- # Implementing a Fast, Durable, Flash Friendly, Queue
- **Goals**
- Minimize write amplification, particularly on consumer flash media such as MicroSD and USB drives
- Overflow many small records from memory to disk as necessary, but **only** as necessary
- Work on constrained systems
- *Maybe* `no_std`
- "Best effort" at-least-once delivery
- Be as configurable as reasonable
- Opinions are the mark of someone who knows what they're doing... usually
- **Non-Goals**
- 100% durability guarantees
- Power loss is not a case we will *necessarily* gracefully handle, though handling partial or torn writes is a goal
- Even during a graceful shutdown, we prefer to drop buffered records that have not been persisted to disk yet, as the cost on wear and complexity of supporting partial pages is too great. This may change in the future
- Best performance
- Duplicate record handling
- Maximize storage utilization
- ie. expect some storage overhead
- High concurrency
- **Ethos**
- Every write is *costly*
- Deletes are 4x as expensive
- **Features**
- Reduced write amplification via novel sequencing algorithm
- Coalescing writes that align to a configurable page size (defaults to 4Kb)
- Use the minimum amount of information necessary to accomplish at least once delivery (up to the buffers capped size)
- ## Design
- ### On-Disk
- The primary unit of serialization/storage is the `page`
- `page`s are aligned to 4Kb by default, but may be more or less. A multiple of 4Kb is recommended
- The size of a `page` must fit *at least* one user record type, otherwise a fatal error will be returned on init
- The total size of a page includes metadata described below in the Page section
- The first 4Kb of the buffer file are reserved for configuration and metadata. The fields are listed below.
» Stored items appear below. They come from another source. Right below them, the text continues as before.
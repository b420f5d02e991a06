//! Common types used across the Apiary protocol.

use odra::prelude::*;
use odra::casper_types::U256;

/// Oracle price status
#[odra::odra_type]
#[derive(Copy)]
pub enum OracleStatus {
    /// Price is valid and fresh
    Ok,
    /// Price data unavailable
    Unavailable,
    /// Price data is stale
    Stale,
    /// Price deviation exceeds the configured bound from the last good price
    Deviation,
}

/// Price data returned by a price feed
#[odra::odra_type]
pub struct PriceData {
    /// Integer price value
    pub price_int: U256,
    /// Decimal places for price_int
    pub price_decimals: u8,
    /// Timestamp of the observation
    pub timestamp_sec: u64,
    /// Price status
    pub status: OracleStatus,
}

/// Reserve asset (iBGT) sub-ledger kept by the treasury
#[odra::odra_type]
#[derive(Default)]
pub struct IbgtAccounting {
    /// All iBGT ever deposited through `deposit`
    pub total_deposited: U256,
    /// Principal currently out with the yield manager
    pub total_staked: U256,
    /// All iBGT ever returned from staking (principal + rewards)
    pub total_returned: U256,
    /// iBGT held by the treasury and free to be staked or borrowed
    pub available_balance: U256,
}

/// Market capitalisation and backing, both in quote currency (HONEY, 1e18)
#[odra::odra_type]
#[derive(Default)]
pub struct TreasuryValuation {
    pub market_cap: U256,
    pub treasury_value: U256,
}

/// A single vesting bond
#[odra::odra_type]
#[derive(Default)]
pub struct BondInfo {
    /// APIARY remaining to be paid
    pub payout: U256,
    /// Discounted price paid (quote per APIARY, 1e18)
    pub price_paid: U256,
    /// Vesting start timestamp
    pub vesting_start: u64,
    /// Vesting end timestamp
    pub vesting_end: u64,
    /// Whether the bond has been fully paid out
    pub redeemed: bool,
}

/// Bond terms
#[odra::odra_type]
#[derive(Default)]
pub struct BondTerms {
    /// Vesting length in block time units
    pub vesting_term: u64,
    /// Max payout per bond in ten-thousandths of the depository allocation
    pub max_payout_bps: u32,
    /// Static discount in bps applied to the oracle price
    pub discount_rate_bps: u32,
    /// Ceiling for outstanding debt (APIARY)
    pub max_debt: U256,
}

/// Adjustable bond term selector for `set_bond_terms`
#[odra::odra_type]
#[derive(Copy)]
pub enum BondParameter {
    Vesting,
    MaxPayout,
    Discount,
    MaxDebt,
}

/// One step of the debt-ratio discount ladder.
///
/// Applies while the debt ratio is strictly below `max_debt_ratio_bps`.
#[odra::odra_type]
#[derive(Copy)]
pub struct DiscountTier {
    pub max_debt_ratio_bps: u32,
    pub discount_bps: u32,
}

/// Debt-ratio tiered discounts
#[odra::odra_type]
#[derive(Default)]
pub struct DynamicDiscounts {
    pub enabled: bool,
    /// Tiers ordered by ascending `max_debt_ratio_bps`
    pub tiers: Vec<DiscountTier>,
    /// Bonds are paused at or above this debt ratio
    pub pause_threshold_bps: u32,
}

/// Yield split in bps, summing to 10000
#[odra::odra_type]
#[derive(Copy, Default)]
pub struct SplitConfig {
    pub to_honey: u32,
    pub to_apiary_lp: u32,
    pub to_burn: u32,
    pub to_stakers: u32,
    pub to_compound: u32,
}

impl SplitConfig {
    pub fn total(&self) -> u64 {
        self.to_honey as u64
            + self.to_apiary_lp as u64
            + self.to_burn as u64
            + self.to_stakers as u64
            + self.to_compound as u64
    }
}

/// Yield distribution strategy
#[odra::odra_type]
#[derive(Copy)]
pub enum Strategy {
    /// Fixed split
    Phase1,
    /// Conditional on market cap versus treasury value
    Phase2,
    /// Compound everything to the treasury
    Phase3,
}

/// Parameters for the Phase2 branch
#[odra::odra_type]
#[derive(Copy)]
pub struct Phase2Config {
    /// Market cap above `treasury_value * multiplier / 10000` triggers compounding
    pub mc_threshold_multiplier_bps: u32,
    /// Share compounded to the treasury when the threshold is exceeded
    pub compound_bps: u32,
    /// Share routed to stakers between parity and the threshold
    pub stakers_bps: u32,
}

impl Default for Phase2Config {
    fn default() -> Self {
        Self {
            mc_threshold_multiplier_bps: 13_000,
            compound_bps: 3_000,
            stakers_bps: 2_000,
        }
    }
}

/// Result of one harvest
#[odra::odra_type]
#[derive(Default)]
pub struct ExecutionResult {
    pub total_yield: U256,
    pub honey_swapped: U256,
    pub apiary_burned: U256,
    pub lp_created: U256,
    pub compounded: U256,
}

/// Cumulative harvest statistics
#[odra::odra_type]
#[derive(Default)]
pub struct YieldStats {
    pub total_yield_processed: U256,
    pub total_honey_swapped: U256,
    pub total_apiary_burned: U256,
    pub total_lp_created: U256,
    pub total_compounded: U256,
    pub execution_count: u64,
}

/// Amounts actually consumed by a liquidity add
#[odra::odra_type]
#[derive(Default)]
pub struct LiquidityResult {
    pub used_a: U256,
    pub used_b: U256,
    pub liquidity: U256,
}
- *This could also be a separate file, to reduce like 3.8Kb of unused space*, however that removes the ability to use a raw block-device, which is not desirable. Perhaps we should have 2 modes of operation?
- `page_count`: the number of pages in this buffer. This can be used to (re)calculate the total size of the buffer
- `page_size`: the size in bytes of each page
- `num_pages`: (3-bits), 0-3
- This is only set the first time the number of records exceeds the previous value. That is, on init this value is 0. After the first page is serialized, this is set to 1. When the second page is written, this gets set to 2. Finally, when the 3rd page is written, it gets set to 3. It should never be decreased once it has been incremented unless the whole buffer gets reinitialized.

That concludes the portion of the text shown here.